I've been on Cymbalta and Gabapentin for the pain, the combination seem to work okay. I have good days and bad. Some days the pain is so bad I can't leave me bed to go to work or even walking to the bathroom is the most challenging thing of the day. Most of my pain seems to be centralized in my thighs or hip area. Also in my arms or hand feel way to puffy to do anything even typing or drawing like I used to. I used to do martial arts and exercise few time a week and now I have a hard time walking upstairs to get to my bedroom on some days. I'm happy I still work full time at my job which is in a pharmacy plus I don't drive and I walk everywhere or take the bus. I'm still pretty mobile about 80% of the time and I just try to ignore the pain as best I can.

My friends don't understand what I'm really going through at all and its hard for them to seem me sometimes.
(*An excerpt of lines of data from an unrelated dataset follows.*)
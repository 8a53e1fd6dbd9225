//! Configuration for inventa.
//!
//! Settings are stored as pretty-printed JSON in `config.json` inside the
//! platform data directory (see [`DataStorage`]). A missing file means
//! defaults, so the tool works without running `inventa init` first.
//!
//! ## Layout
//!
//! ```json
//! {
//!   "database": {
//!     "file_name": "inventa.db",
//!     "upgrade_policy": "drop_and_recreate"
//!   }
//! }
//! ```
//!
//! The `INVENTA_DB_PATH` environment variable overrides the database location
//! entirely; `.env` files are honoured because `main` loads them first.
//!
//! ## Usage
//!
//! ```rust,no_run
//! use inventa::db::db::Db;
//! use inventa::db::migrations::UpgradePolicy;
//! use inventa::libs::config::Config;
//!
//! let mut config = Config::read()?;
//! config.database.upgrade_policy = UpgradePolicy::Refuse;
//! config.save()?;
//!
//! let db = Db::from_config(&config.database)?;
//! println!("database at {}", config.database.path()?.display());
//! db.close()?;
//! # Ok::<(), anyhow::Error>(())
//! ```

use super::data_storage::DataStorage;
use crate::db::db::{DbOptions, DB_FILE_NAME};
use crate::db::migrations::{UpgradePolicy, SCHEMA_VERSION};
use crate::libs::messages::Message;
use anyhow::Result;
use dialoguer::{theme::ColorfulTheme, Input, Select};
use serde::{Deserialize, Serialize};
use std::env;
use std::fs::{self, File};
use std::io;
use std::path::PathBuf;

pub const CONFIG_FILE_NAME: &str = "config.json";

/// Environment variable holding an explicit database path.
pub const DB_PATH_ENV: &str = "INVENTA_DB_PATH";

/// Where the store lives and how it reacts to schema changes.
#[derive(Serialize, Deserialize, Clone, Debug, PartialEq)]
pub struct DatabaseConfig {
    /// File name inside the data directory. Ignored when `INVENTA_DB_PATH` is set.
    pub file_name: String,

    /// Policy applied when the file carries an older schema version.
    ///
    /// Defaults to dropping and recreating the tables, which discards every
    /// stored record.
    #[serde(default)]
    pub upgrade_policy: UpgradePolicy,
}

impl Default for DatabaseConfig {
    fn default() -> Self {
        DatabaseConfig {
            file_name: DB_FILE_NAME.to_string(),
            upgrade_policy: UpgradePolicy::default(),
        }
    }
}

impl DatabaseConfig {
    /// Resolves the database path, honouring `INVENTA_DB_PATH`.
    pub fn path(&self) -> io::Result<PathBuf> {
        if let Ok(path) = env::var(DB_PATH_ENV) {
            if !path.is_empty() {
                return Ok(PathBuf::from(path));
            }
        }
        DataStorage::new().get_path(&self.file_name)
    }

    pub fn options(&self) -> DbOptions {
        DbOptions {
            version: SCHEMA_VERSION,
            policy: self.upgrade_policy,
        }
    }
}

#[derive(Serialize, Deserialize, Clone, Debug, Default, PartialEq)]
pub struct Config {
    #[serde(default)]
    pub database: DatabaseConfig,
}

impl Config {
    /// Loads `config.json`, falling back to defaults when it does not exist.
    ///
    /// # Errors
    ///
    /// Fails if the file exists but cannot be read or parsed.
    pub fn read() -> Result<Config> {
        let config_file_path = DataStorage::new().get_path(CONFIG_FILE_NAME)?;

        if !config_file_path.exists() {
            return Ok(Config::default());
        }

        let config_str = fs::read_to_string(config_file_path)?;
        let config: Config = serde_json::from_str(&config_str)?;
        Ok(config)
    }

    pub fn save(&self) -> Result<()> {
        let config_file_path = DataStorage::new().get_path(CONFIG_FILE_NAME)?;

        let config_file = File::create(config_file_path)?;
        serde_json::to_writer_pretty(&config_file, &self)?;
        Ok(())
    }

    /// Interactive setup, starting from the current configuration.
    ///
    /// Returns the edited configuration; the caller decides whether to save it.
    pub fn init() -> Result<Self> {
        let mut config = Config::read()?;
        let theme = ColorfulTheme::default();

        config.database.file_name = Input::<String>::with_theme(&theme)
            .with_prompt(Message::ConfigPromptFileName.to_string())
            .default(config.database.file_name.clone())
            .validate_with(|input: &String| -> Result<(), String> {
                if input.trim().is_empty() {
                    Err(Message::EmptyName.to_string())
                } else {
                    Ok(())
                }
            })
            .interact_text()?;

        let current = UpgradePolicy::ALL
            .iter()
            .position(|policy| *policy == config.database.upgrade_policy)
            .unwrap_or(0);
        let selection = Select::with_theme(&theme)
            .with_prompt(Message::ConfigPromptUpgradePolicy.to_string())
            .items(&UpgradePolicy::ALL[..])
            .default(current)
            .interact()?;
        config.database.upgrade_policy = UpgradePolicy::ALL[selection];

        Ok(config)
    }
}
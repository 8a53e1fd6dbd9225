use serde::{Deserialize, Serialize};

#[derive(Debug, Clone, PartialEq, Eq, Serialize, Deserialize)]
pub struct Task {
    pub id: Option<i64>,
    pub name: String,
}

impl Task {
    pub fn new(name: &str) -> Self {
        Task {
            id: None,
            name: name.to_string(),
        }
    }
}
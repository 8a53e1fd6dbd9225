//! Platform data directory resolution.
//!
//! Every file inventa writes (the database and `config.json`) lives in one
//! per-user directory:
//!
//! - **Windows**: `%LOCALAPPDATA%\inventa`
//! - **macOS**: `~/Library/Application Support/inventa`
//! - **Linux**: `~/.local/share/inventa`

use std::env::consts::OS;
use std::env::var;
use std::fs;
use std::io;
use std::path::{Path, PathBuf};

pub const APP_NAME: &str = "inventa";

#[derive(Debug, Clone)]
pub struct DataStorage {
    base_path: PathBuf,
}

impl DataStorage {
    pub fn new() -> Self {
        let base_path = match OS {
            "windows" => var("LOCALAPPDATA").unwrap_or_else(|_| ".".into()),
            "macos" => var("HOME").unwrap_or_else(|_| ".".into()) + "/Library/Application Support",
            _ => var("HOME").unwrap_or_else(|_| ".".into()) + "/.local/share",
        };
        let base_path = Path::new(&base_path).join(APP_NAME);

        Self { base_path }
    }

    /// Returns the full path of `file_name` inside the data directory,
    /// creating the directory on first use.
    pub fn get_path(&self, file_name: &str) -> io::Result<PathBuf> {
        if !self.base_path.exists() {
            fs::create_dir_all(&self.base_path)?;
        }
        Ok(self.base_path.join(file_name))
    }
}

impl Default for DataStorage {
    fn default() -> Self {
        Self::new()
    }
}
use thiserror::Error;

/// Errors produced by the persistence store.
///
/// "No matching row" is kept apart from engine failures so callers can treat
/// a missing record as an ordinary outcome.
#[derive(Debug, Error)]
pub enum StoreError {
    #[error("{entity} '{key}' not found")]
    NotFound { entity: &'static str, key: String },

    #[error("price must be a finite number, got {0}")]
    InvalidPrice(f64),

    #[error("database schema version {found} does not match expected version {expected}")]
    VersionMismatch { found: u32, expected: u32 },

    #[error("database error: {0}")]
    Storage(#[from] rusqlite::Error),

    #[error("failed to prepare database location: {0}")]
    Io(#[from] std::io::Error),
}

impl StoreError {
    pub fn is_not_found(&self) -> bool {
        matches!(self, StoreError::NotFound { .. })
    }
}

/// SQLite stores NaN as NULL, so a non-finite price would not read back.
pub(crate) fn check_price(price: f64) -> Result<f64, StoreError> {
    if !price.is_finite() {
        return Err(StoreError::InvalidPrice(price));
    }
    Ok(price)
}

/// Turns an affected-row count into `NotFound` when nothing matched.
pub(crate) fn expect_rows(changed: usize, entity: &'static str, key: impl ToString) -> Result<usize, StoreError> {
    if changed == 0 {
        return Err(StoreError::NotFound {
            entity,
            key: key.to_string(),
        });
    }
    Ok(changed)
}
I am lucky that I have a very supportive boyfriend who has help me every step of the way but sometimes I can tell he doesn't really know either. He just sees the tears and frustration which I'm sure we all have experience. Fibro-Fog is got to be the worst when it hits, I lose words so easy and I used to have the best memory now I forget things all the time which can really annoy co-workers.:sad:

Wow I didn't mean to write so much. I just happened upon this cite when I was doing some more research and was happy to see a support forum. My GP has been wanting me to go to support groups but I haven't be able to afford to take the time off work. So I'll try this out instead.